Chapter 2

1.9K 542 623
                                    

⚠️TYPOS⚠️



Backsound :

Azalia menganggap ia tidak berjodoh dengan Sayyid Richard karena ia tahu itu jalan terbaik yang Allah beri untuknya.

Azalia berlapang dada karena sejak awal urusan perjodohan itu diatur oleh orang tua.

Kodratnya sebagai wanita dan syarifah tidak bisa memilih siapa calon pendamping hidup, dan hal itu juga berkaitan dengan adat keluarga.

Azalia hanya bisa menerima apa yang ditetapkan oleh Abi dan Umi.

Tapi sepertinya Azalia kurang memperbanyak doa. Sepertinya ada dzikir yang terlewat sehingga Allah memberinya ujian dan teguran yang begitu keras.

Aza tidak menyalahkan Abi maupun Umi karena pilihan mereka, meskipun Umi berulang kali memecah tangis karena rasa sesal atas keputusan yang terburu-buru.

Tapi, bagaimana Aza menghadapi semesta saat ini?

Namanya dicatut dalam setiap perbincangan dengan nada iba. Seorang istri yang ditalak di malam pertama, menjadi janda di hari pernikahannya. Menjadi aib yang membuat seluruh keluarganya dilanda malu luar biasa.

Untuk itu, Aza tidak keluar dari kamarnya sejak hari itu.

"Assalamualaikum soleha..." terdengar suara Abi dari luar, sambil mengetuk pintu.

"Waalaikumsalam..." Aza menutup kitab lalu mengulas senyum pada Abi yang baru saja masuk.

"Abi bawain bubur syurbah kesukaan Aza, Abi yang masak sendiri loh..."

Aza menatap bubur itu dengan seksama lalu memberi penghargaan kepada Abi berupa senyuman terbaiknya.

"Dimakan ya?"

"Nanti Aza makan."

"Enggak mau ah. Abi maunya Aza makan sekarang. Abi suapin ya?"

Abi merengut lucu dan itu membuat Aza luluh, karena hanya kepada Aza lah Abi bisa memperlihatkan sisi jenakanya.

Sosok berwibawa yang disegani banyak orang itu rela bersikap berlawanan hanya untuk memastikan perut putrinya kenyang.

"Abi suapin ni, bismillah..." Abi menyendok buburnya dan menunggu Aza membuka mulut.

Itu hari ke lima dan Aza tidak makan dengan benar.  Abi cemas putrinya sakit.

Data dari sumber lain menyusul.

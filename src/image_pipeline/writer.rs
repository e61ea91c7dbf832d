//! Output side: DNG containers and plain TIFF exports.

pub mod directory_builder;
mod dng_writer;
mod image_writer;
mod metadata_tags;
mod standard_tiff_writer;
pub mod types;

pub use directory_builder::{DirectoryBlock, DirectoryBuilder, MAX_TAG_ENTRIES};
pub use dng_writer::DngWriter;
pub use image_writer::ImageWriter;
pub use standard_tiff_writer::StandardTiffWriter;
pub use types::{DngCompression, TiffCompression, WriterConfig, WriterConfigBuilder};
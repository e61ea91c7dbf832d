use std::path::PathBuf;

use anyhow::Context;
use clap::Parser;
use dng_negative::image_pipeline::{
    AutoReader, DngCompression, DngPipeline, Host, HostConfig, StandardTiffWriter, WriterConfig,
};
use dng_negative::logger;

use tracing::info;

/// Converts a camera raw or DNG file into a DNG (raw or linear) or a TIFF.
#[derive(Parser)]
#[command(name = "dng_negative", version)]
struct Cli {
    /// Raw or DNG file to read
    input: PathBuf,

    /// File to write
    output: PathBuf,

    /// Save a demosaiced linear DNG instead of the raw mosaic
    #[arg(long)]
    linear: bool,

    /// Export the rendered image as a 16-bit TIFF
    #[arg(long)]
    tiff: bool,

    /// Store DNG image data without lossless JPEG compression
    #[arg(long)]
    uncompressed: bool,

    /// Write the DNG image as a single strip instead of tiles
    #[arg(long)]
    strip: bool,
}

fn main() -> anyhow::Result<()> {
    logger::init();
    let cli = Cli::parse();

    info!("Starting dng_negative {}", env!("CARGO_PKG_VERSION"));

    let host_config = HostConfig::builder().save_linear_dng(cli.linear).build();
    let mut writer_config = WriterConfig::builder();
    if cli.uncompressed {
        writer_config = writer_config.compression(DngCompression::None);
    }
    if cli.strip {
        writer_config = writer_config.tile_size(None);
    }
    let writer_config = writer_config.build();

    let timings = if cli.tiff {
        DngPipeline::with_custom(AutoReader, StandardTiffWriter, Host::new(host_config), writer_config)
            .convert_file_with_timings(&cli.input, &cli.output)
    } else {
        DngPipeline::new(host_config, writer_config)
            .convert_file_with_timings(&cli.input, &cli.output)
    }
    .with_context(|| format!("converting {}", cli.input.display()))?;

    timings.log_summary();
    info!("Wrote {}", cli.output.display());
    Ok(())
}

#[cfg(test)]
mod tests {
    use super::*;
    use clap::CommandFactory;

    #[test]
    fn cli_definition_is_consistent() {
        Cli::command().debug_assert();
    }

    #[test]
    fn flags_and_paths_parse() {
        let cli = Cli::try_parse_from([
            "dng_negative",
            "in.arw",
            "out.dng",
            "--linear",
            "--strip",
        ])
        .unwrap();
        assert_eq!(cli.input, PathBuf::from("in.arw"));
        assert_eq!(cli.output, PathBuf::from("out.dng"));
        assert!(cli.linear && cli.strip);
        assert!(!cli.tiff && !cli.uncompressed);
    }

    #[test]
    fn missing_output_and_unknown_flags_are_rejected() {
        assert!(Cli::try_parse_from(["dng_negative", "in.arw"]).is_err());
        assert!(Cli::try_parse_from(["dng_negative", "a", "b", "--fast"]).is_err());
    }
}
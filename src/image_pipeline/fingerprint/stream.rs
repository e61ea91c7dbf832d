//! Write-side stream adapter that hashes everything written to it.
//!
//! Only strictly sequential appends starting at offset 0 are legal: a
//! positional write anywhere but the current end, or a resize to anything but
//! the current length, is a programming fault.

use std::io;

use crate::image_pipeline::common::endian::Endian;
use crate::image_pipeline::common::error::{DngError, Result};
use crate::image_pipeline::fingerprint::md5::Md5Printer;
use crate::image_pipeline::fingerprint::types::Fingerprint;

#[derive(Debug, Clone)]
pub struct Md5Stream {
    printer: Md5Printer,
    next_offset: u64,
    endian: Endian,
}

impl Default for Md5Stream {
    fn default() -> Self {
        Self::new(Endian::Big)
    }
}

impl Md5Stream {
    pub fn new(endian: Endian) -> Self {
        Self {
            printer: Md5Printer::new(),
            next_offset: 0,
            endian,
        }
    }

    pub fn set_endian(&mut self, endian: Endian) {
        self.endian = endian;
    }

    pub fn position(&self) -> u64 {
        self.next_offset
    }

    /// Positional write; `offset` must equal the current end of stream.
    pub fn write_at(&mut self, offset: u64, data: &[u8]) -> Result<()> {
        if offset != self.next_offset {
            return Err(DngError::program(format!(
                "out-of-order fingerprint write at {} (expected {})",
                offset, self.next_offset
            )));
        }
        self.put(data)
    }

    /// Length change; only the current length is accepted.
    pub fn set_length(&mut self, length: u64) -> Result<()> {
        if length != self.next_offset {
            return Err(DngError::program(format!(
                "fingerprint stream resized to {} (length is {})",
                length, self.next_offset
            )));
        }
        Ok(())
    }

    pub fn put(&mut self, data: &[u8]) -> Result<()> {
        self.printer.process(data)?;
        self.next_offset += data.len() as u64;
        Ok(())
    }

    pub fn put_u8(&mut self, v: u8) -> Result<()> {
        self.put(&[v])
    }

    pub fn put_u16(&mut self, v: u16) -> Result<()> {
        let bytes = self.endian.u16_bytes(v);
        self.put(&bytes)
    }

    pub fn put_u32(&mut self, v: u32) -> Result<()> {
        let bytes = self.endian.u32_bytes(v);
        self.put(&bytes)
    }

    pub fn put_i32(&mut self, v: i32) -> Result<()> {
        self.put_u32(v as u32)
    }

    pub fn put_f32(&mut self, v: f32) -> Result<()> {
        self.put_u32(v.to_bits())
    }

    pub fn put_f64(&mut self, v: f64) -> Result<()> {
        let bytes = self.endian.u64_bytes(v.to_bits());
        self.put(&bytes)
    }

    pub fn result(&mut self) -> Fingerprint {
        self.printer.result()
    }
}

impl io::Write for Md5Stream {
    fn write(&mut self, buf: &[u8]) -> io::Result<usize> {
        self.put(buf).map_err(|e| io::Error::other(e.to_string()))?;
        Ok(buf.len())
    }

    fn flush(&mut self) -> io::Result<()> {
        Ok(())
    }
}
//! Known corruptions of stored `RawImageDigest` values.
//!
//! Some third-party writers stored the digest with a damaged leading word.
//! A stored digest that differs from the computed one only in one of these
//! ways is accepted. Nothing else is repaired here.

use crate::image_pipeline::fingerprint::Fingerprint;

/// Leading word written in place of the first four digest bytes.
const SENTINEL_PREFIX: [u8; 4] = [0x08, 0x00, 0x00, 0x00];

/// Whether `stored` is a known corruption of `computed`.
pub fn is_known_corruption(stored: &Fingerprint, computed: &Fingerprint) -> bool {
    let stored = stored.as_bytes();
    let computed = computed.as_bytes();
    stored[..4] == SENTINEL_PREFIX || stored[4..] == computed[4..]
}
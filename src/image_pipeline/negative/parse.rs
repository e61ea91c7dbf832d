use tracing::{debug, info, warn};

use crate::image_pipeline::common::error::{DngError, Result};
use crate::image_pipeline::common::host::Host;
use crate::image_pipeline::common::matrix::Vector;
use crate::image_pipeline::common::rational::URational;
use crate::image_pipeline::linearization::LinearizationInfo;
use crate::image_pipeline::mosaic::MosaicInfo;
use crate::image_pipeline::negative::model::{Negative, NegativeState, NoiseProfile};
use crate::image_pipeline::profile::CameraProfile;
use crate::image_pipeline::tags::parser::TiffInfo;

/// `ColorimetricReference` value for output-referred (ICC PCS) data.
pub const COLORIMETRIC_REFERENCE_ICC_PCS: u32 = 1;

/// D50 white in xy chromaticity.
pub const D50_XY: (f64, f64) = (0.3457, 0.3585);

impl Negative {
    /// Builds a negative from parsed tags.
    ///
    /// A missing or invalid main raw directory and, for colour cameras, an
    /// unusable `ColorMatrix1` are fatal. Broken extra profiles and
    /// optional vectors are dropped with a warning.
    pub fn parse(info: &TiffInfo, host: &Host) -> Result<Negative> {
        let _span = tracing::info_span!("negative_parse").entered();
        let ifd = info
            .main_ifd()
            .filter(|ifd| ifd.is_raw())
            .ok_or_else(|| DngError::bad_format("no raw image directory"))?;
        ifd.validate_raw()?;

        let shared = &info.shared;
        let mut negative = Negative::new();

        negative.model_name = shared.unique_camera_model.clone();
        negative.localized_model_name = shared.localized_camera_model.clone();
        negative.orientation = info.ifds.first().map_or(1, |ifd0| ifd0.orientation);
        negative.is_preview = ifd.new_subfile_type != 0;

        negative.default_scale_h = ifd.default_scale_h;
        negative.default_scale_v = ifd.default_scale_v;
        negative.best_quality_scale = ifd.best_quality_scale;
        negative.default_crop_origin_h = ifd.default_crop_origin_h;
        negative.default_crop_origin_v = ifd.default_crop_origin_v;
        let active = ifd.effective_active_area();
        negative.default_crop_size_h = if ifd.default_crop_size_h.is_valid() {
            ifd.default_crop_size_h
        } else {
            URational::new(active.width(), 1)
        };
        negative.default_crop_size_v = if ifd.default_crop_size_v.is_valid() {
            ifd.default_crop_size_v
        } else {
            URational::new(active.height(), 1)
        };
        negative.default_user_crop = ifd.default_user_crop;

        negative.baseline_exposure = shared.baseline_exposure;
        negative.baseline_noise = shared.baseline_noise;
        negative.baseline_sharpness = shared.baseline_sharpness;
        negative.linear_response_limit = shared.linear_response_limit;
        negative.shadow_scale = shared.shadow_scale;
        negative.colorimetric_reference = shared.colorimetric_reference;
        negative.as_shot_profile_name = shared.as_shot_profile_name.clone();

        negative.mosaic = MosaicInfo::from_directory(ifd)?;
        negative.linearization = Some(LinearizationInfo::from_directory(ifd)?);
        negative.raw_bits = ifd.bits();
        negative.color_channels = match &negative.mosaic {
            Some(mosaic) => mosaic.color_planes() as u32,
            None => ifd.samples_per_pixel,
        };

        negative.analog_balance = shared.analog_balance.clone();
        negative.camera_calibration_1 = shared.camera_calibration_1.clone();
        negative.camera_calibration_2 = shared.camera_calibration_2.clone();
        negative.camera_calibration_signature = shared.camera_calibration_signature.clone();
        negative.camera_neutral = shared.as_shot_neutral.clone();
        negative.camera_white_xy = shared.as_shot_white_xy;

        negative.noise_profile = NoiseProfile::from_flat(&ifd.noise_profile);

        let mut embedded = CameraProfile::from_info(&shared.camera_profile)?;
        embedded.was_read_from_dng = true;
        negative.add_profile(embedded);
        for (index, extra) in info.extra_profiles.iter().enumerate() {
            match CameraProfile::from_info(extra) {
                Ok(mut profile) => {
                    profile.was_read_from_dng = true;
                    negative.add_profile(profile);
                }
                Err(e) if e.is_recoverable() => {
                    warn!("Skipping extra camera profile {}: {}", index, e);
                }
                Err(e) => return Err(e),
            }
        }

        negative.raw_image_digest = shared.raw_image_digest;
        negative.new_raw_image_digest = shared.new_raw_image_digest;
        negative.raw_data_unique_id = shared.raw_data_unique_id;
        negative.original_raw_file_name = shared.original_raw_file_name.clone();
        negative.original_raw_file_digest = shared.original_raw_file_digest;

        negative.exif = info.exif.clone();
        negative.xmp = shared.xmp.clone();
        negative.iptc = shared.iptc.clone();
        negative.maker_note = shared.maker_note.clone();
        negative.maker_note_safe = shared.maker_note_safety == 1;

        negative.finish_parse(host)?;
        info!(
            "Parsed negative \"{}\": {} channels, {}x{}, {} profiles",
            negative.model_name,
            negative.color_channels,
            ifd.width,
            ifd.length,
            negative.profiles.len()
        );
        Ok(negative)
    }

    /// Checks colour data against the channel count and settles the
    /// white balance; moves a hand-built negative to `Parsed`.
    pub fn finish_parse(&mut self, _host: &Host) -> Result<()> {
        self.require_state(NegativeState::Created, "finish_parse")?;
        let channels = self.color_channels;
        if channels == 0 {
            return Err(DngError::bad_format("negative without colour channels"));
        }

        if channels > 1 {
            let embedded_ok = self.profiles.get(0).is_some_and(|p| p.is_valid(channels));
            if !embedded_ok {
                return Err(DngError::bad_format(format!(
                    "ColorMatrix1 missing or invalid for {} channels",
                    channels
                )));
            }
        }
        let dropped = self.profiles.retain_valid(channels, &self.model_name);
        if dropped > 0 {
            warn!("Dropped {} camera profiles unusable for this camera", dropped);
        }

        let n = channels as usize;
        if !self.analog_balance.is_empty() && self.analog_balance.len() != n {
            warn!("Ignoring AnalogBalance with {} entries", self.analog_balance.len());
            self.analog_balance.clear();
        }
        let square = |rows: usize, cols: usize| rows == n && cols == n;
        for calibration in [&mut self.camera_calibration_1, &mut self.camera_calibration_2] {
            if !calibration.is_empty() && !square(calibration.rows(), calibration.cols()) {
                warn!("Ignoring camera calibration of {}x{}", calibration.rows(), calibration.cols());
                calibration.clear();
            }
        }
        if !self.noise_profile.is_empty() && !self.noise_profile.is_valid_for(channels) {
            warn!("Ignoring noise profile with {} functions", self.noise_profile.functions().len());
            self.noise_profile = NoiseProfile::default();
        }

        self.resolve_white_balance();
        self.state = NegativeState::Parsed;
        Ok(())
    }

    /// Output-referred data is always D50; otherwise a neutral wins over an
    /// xy white, and a neutral of the wrong length or with a non-positive
    /// entry is dropped.
    fn resolve_white_balance(&mut self) {
        if self.colorimetric_reference == COLORIMETRIC_REFERENCE_ICC_PCS {
            if self.has_camera_neutral() || self.camera_white_xy.is_some_and(|xy| xy != D50_XY) {
                debug!("Output-referred negative: white balance forced to D50");
            }
            self.camera_neutral = Vector::default();
            self.camera_white_xy = Some(D50_XY);
            return;
        }

        if self.has_camera_neutral() {
            let valid = self.camera_neutral.len() == self.color_channels as usize
                && self.camera_neutral.values().iter().all(|&v| v > 0.0);
            if !valid {
                warn!("Ignoring invalid AsShotNeutral {:?}", self.camera_neutral.values());
                self.camera_neutral = Vector::default();
            } else if self.camera_white_xy.is_some() {
                debug!("Both AsShotNeutral and AsShotWhiteXY given, using the neutral");
                self.camera_white_xy = None;
            }
        }
        if let Some((x, y)) = self.camera_white_xy {
            if !(x > 0.0 && y > 0.0 && x + y < 1.0) {
                warn!("Ignoring invalid AsShotWhiteXY ({}, {})", x, y);
                self.camera_white_xy = None;
            }
        }
    }
}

"Bismillah..." Aza membuka mulut dan memakan bubur buatan Abi.

"Enak?"

Aza mengangguk. Tapi rasa yang sampai tidak hanya di lidah tapi juga sampai di ulu hati.

Sambil mengunyah kecil, bibirnya bergetar, dia menunduk dalam saat keheningan merajarela.

Kemudian saat Abi meletakkan mangkuk di meja dan memberi satu pelukan, tangisnya pecah. Pilu.

"Maafin Abi. Abi gagal, Aza enggak salah. Enggak ada yang salah sama Aza."